Insurance companies need to adjust to the current trends of doing business if they are to ward off competition from new players such as mobile operators that are offering similar services, Insurance Institute of Zimbabwe president Edward Gomba has said.
BY TINOTENDA MUNYUKWI
Speaking to NewsDay on the sidelines of an Insurance Institute of Zimbabwe winter school programme in Nyanga, Gomba said failure to adapt to the changing trends in market demand, including adaptation of technological innovation had left most insurance companies trailing behind emerging players that include banks and mobile operators.
“Failure to embrace change has slowed down business and, to be fair, on our part we are not moving as fast as we should be doing.
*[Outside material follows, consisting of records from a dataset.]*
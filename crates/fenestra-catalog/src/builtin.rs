//! The product series shipped with the configurator.

use fenestra_types::{
    Bounds, FrameMaterial, OpeningType, ProductRules, ProductTemplate, ProductType, Size,
};

struct Series {
    id: &'static str,
    name: &'static str,
    product_type: ProductType,
    material: FrameMaterial,
    profile_width: u32,
    default_size: (u32, u32),
    default_panels: u32,
    default_opening: OpeningType,
    width: (u32, u32),
    height: (u32, u32),
    panels: (u32, u32),
    allow_transom: bool,
    allow_mullions: bool,
    base_price_per_sqm: f64,
}

impl Series {
    fn template(&self) -> ProductTemplate {
        ProductTemplate {
            id: self.id.to_string(),
            name: self.name.to_string(),
            product_type: self.product_type,
            material: self.material,
            profile_width: self.profile_width,
            default_size: Size {
                width: self.default_size.0,
                height: self.default_size.1,
            },
            default_panels: self.default_panels,
            default_opening: self.default_opening,
            rules: ProductRules {
                width: Bounds::new(self.width.0, self.width.1),
                height: Bounds::new(self.height.0, self.height.1),
                panels: Bounds::new(self.panels.0, self.panels.1),
                allow_transom: self.allow_transom,
                allow_mullions: self.allow_mullions,
            },
            base_price_per_sqm: self.base_price_per_sqm,
        }
    }
}

const SERIES: [Series; 11] = [
    // Windows
    Series {
        id: "win-system-75",
        name: "75 Series System Window (Tilt & Turn)",
        product_type: ProductType::Window,
        material: FrameMaterial::BrokenBridge,
        profile_width: 75,
        default_size: (900, 1500),
        default_panels: 1,
        default_opening: OpeningType::Casement,
        width: (600, 1800),
        height: (800, 2400),
        panels: (1, 2),
        allow_transom: true,
        allow_mullions: true,
        base_price_per_sqm: 1200.0,
    },
    Series {
        id: "win-casement-65",
        name: "65 Series Thermal-Break Casement Window",
        product_type: ProductType::Window,
        material: FrameMaterial::BrokenBridge,
        profile_width: 65,
        default_size: (1200, 1400),
        default_panels: 2,
        default_opening: OpeningType::Casement,
        width: (600, 2400),
        height: (600, 2000),
        panels: (1, 3),
        allow_transom: true,
        allow_mullions: true,
        base_price_per_sqm: 980.0,
    },
    Series {
        id: "win-upvc-60",
        name: "60 Series uPVC Casement Window (White)",
        product_type: ProductType::Window,
        material: FrameMaterial::Upvc,
        profile_width: 60,
        default_size: (1200, 1400),
        default_panels: 2,
        default_opening: OpeningType::Casement,
        width: (600, 2400),
        height: (600, 2000),
        panels: (1, 3),
        allow_transom: true,
        allow_mullions: true,
        base_price_per_sqm: 680.0,
    },
    Series {
        id: "win-sliding-80",
        name: "80 Series Aluminum Sliding Window",
        product_type: ProductType::Window,
        material: FrameMaterial::Aluminum,
        profile_width: 80,
        default_size: (1500, 1200),
        default_panels: 2,
        default_opening: OpeningType::Sliding,
        width: (1000, 3000),
        height: (800, 1800),
        panels: (2, 4),
        allow_transom: true,
        allow_mullions: false,
        base_price_per_sqm: 800.0,
    },
    Series {
        id: "win-awning",
        name: "50 Series Top-Hung Window",
        product_type: ProductType::Window,
        material: FrameMaterial::Aluminum,
        profile_width: 50,
        default_size: (800, 800),
        default_panels: 1,
        default_opening: OpeningType::Awning,
        width: (500, 1500),
        height: (500, 1200),
        panels: (1, 1),
        allow_transom: false,
        allow_mullions: false,
        base_price_per_sqm: 950.0,
    },
    Series {
        id: "win-folding",
        name: "85 Series Folding Window",
        product_type: ProductType::Window,
        material: FrameMaterial::BrokenBridge,
        profile_width: 85,
        default_size: (2400, 1500),
        default_panels: 3,
        default_opening: OpeningType::Folding,
        width: (1500, 4000),
        height: (1000, 1800),
        panels: (3, 6),
        allow_transom: false,
        allow_mullions: false,
        base_price_per_sqm: 1800.0,
    },
    // Doors
    Series {
        id: "door-sliding-120",
        name: "120 Series Heavy Sliding Door",
        product_type: ProductType::Door,
        material: FrameMaterial::Aluminum,
        profile_width: 120,
        default_size: (2400, 2200),
        default_panels: 2,
        default_opening: OpeningType::Sliding,
        width: (1600, 6000),
        height: (1900, 3000),
        panels: (2, 4),
        allow_transom: true,
        allow_mullions: false,
        base_price_per_sqm: 1500.0,
    },
    Series {
        id: "door-lift-sliding",
        name: "150 Series Lift-Slide Door",
        product_type: ProductType::Door,
        material: FrameMaterial::BrokenBridge,
        profile_width: 150,
        default_size: (3000, 2400),
        default_panels: 2,
        default_opening: OpeningType::Sliding,
        width: (2000, 6000),
        height: (2000, 3000),
        panels: (2, 2),
        allow_transom: false,
        allow_mullions: false,
        base_price_per_sqm: 2800.0,
    },
    Series {
        id: "door-casement-45",
        name: "45 Series Slim Casement Door",
        product_type: ProductType::Door,
        material: FrameMaterial::Aluminum,
        profile_width: 45,
        default_size: (800, 2100),
        default_panels: 1,
        default_opening: OpeningType::Casement,
        width: (600, 1000),
        height: (1900, 2400),
        panels: (1, 1),
        allow_transom: true,
        allow_mullions: false,
        base_price_per_sqm: 1100.0,
    },
    Series {
        id: "door-folding-75",
        name: "75 Series Folding Door",
        product_type: ProductType::Door,
        material: FrameMaterial::BrokenBridge,
        profile_width: 75,
        default_size: (3000, 2400),
        default_panels: 3,
        default_opening: OpeningType::Folding,
        width: (1800, 8000),
        height: (2000, 3000),
        panels: (3, 8),
        allow_transom: true,
        allow_mullions: false,
        base_price_per_sqm: 2200.0,
    },
    Series {
        id: "door-entry",
        name: "100 Series Wood-Clad Entry Door",
        product_type: ProductType::Door,
        material: FrameMaterial::WoodClad,
        profile_width: 100,
        default_size: (1000, 2200),
        default_panels: 1,
        default_opening: OpeningType::Fixed,
        width: (900, 1200),
        height: (2000, 2600),
        panels: (1, 1),
        allow_transom: true,
        allow_mullions: false,
        base_price_per_sqm: 3500.0,
    },
];

/// Every built-in template, windows first.
pub fn builtin_templates() -> Vec<ProductTemplate> {
    SERIES.iter().map(Series::template).collect()
}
The insurance industry must be very innovative in coming up with solutions and strategies to try and move with the times, we are being forced to do what is required by the market, not what we want,” Gomba said on Monday..
“Time has come that we accept change and move away from this old way of doing things than to remain dormant.”
This comes at a time when some Zimbabwean citizens are opting to use insurance policies being offered by banks and funeral insurance cover from some mobile operators, which many feel are efficient and subscriptions can be made through various internet and mobile network platforms.
Gomba revealed that IIZ’s plans to set up a standalone insurance school were at an advanced stage with land already acquired in Harare’s Mt Pleasant, adding that this would groom future practitioners in the insurance industry to adjust to the ever-changing market needs.
Seasoned marketer, Memory Ndoro-Mandiya said most insurance companies were losing revenue to emerging players because they had failed to satisfy the emotional appeal of their clients as many have an indirect interaction with their clients through agents.
“The insurance companies are so comfortable and they have no relationships with their clients, they rely on agents and as such, they have missed out on a lot of opportunities,” she said.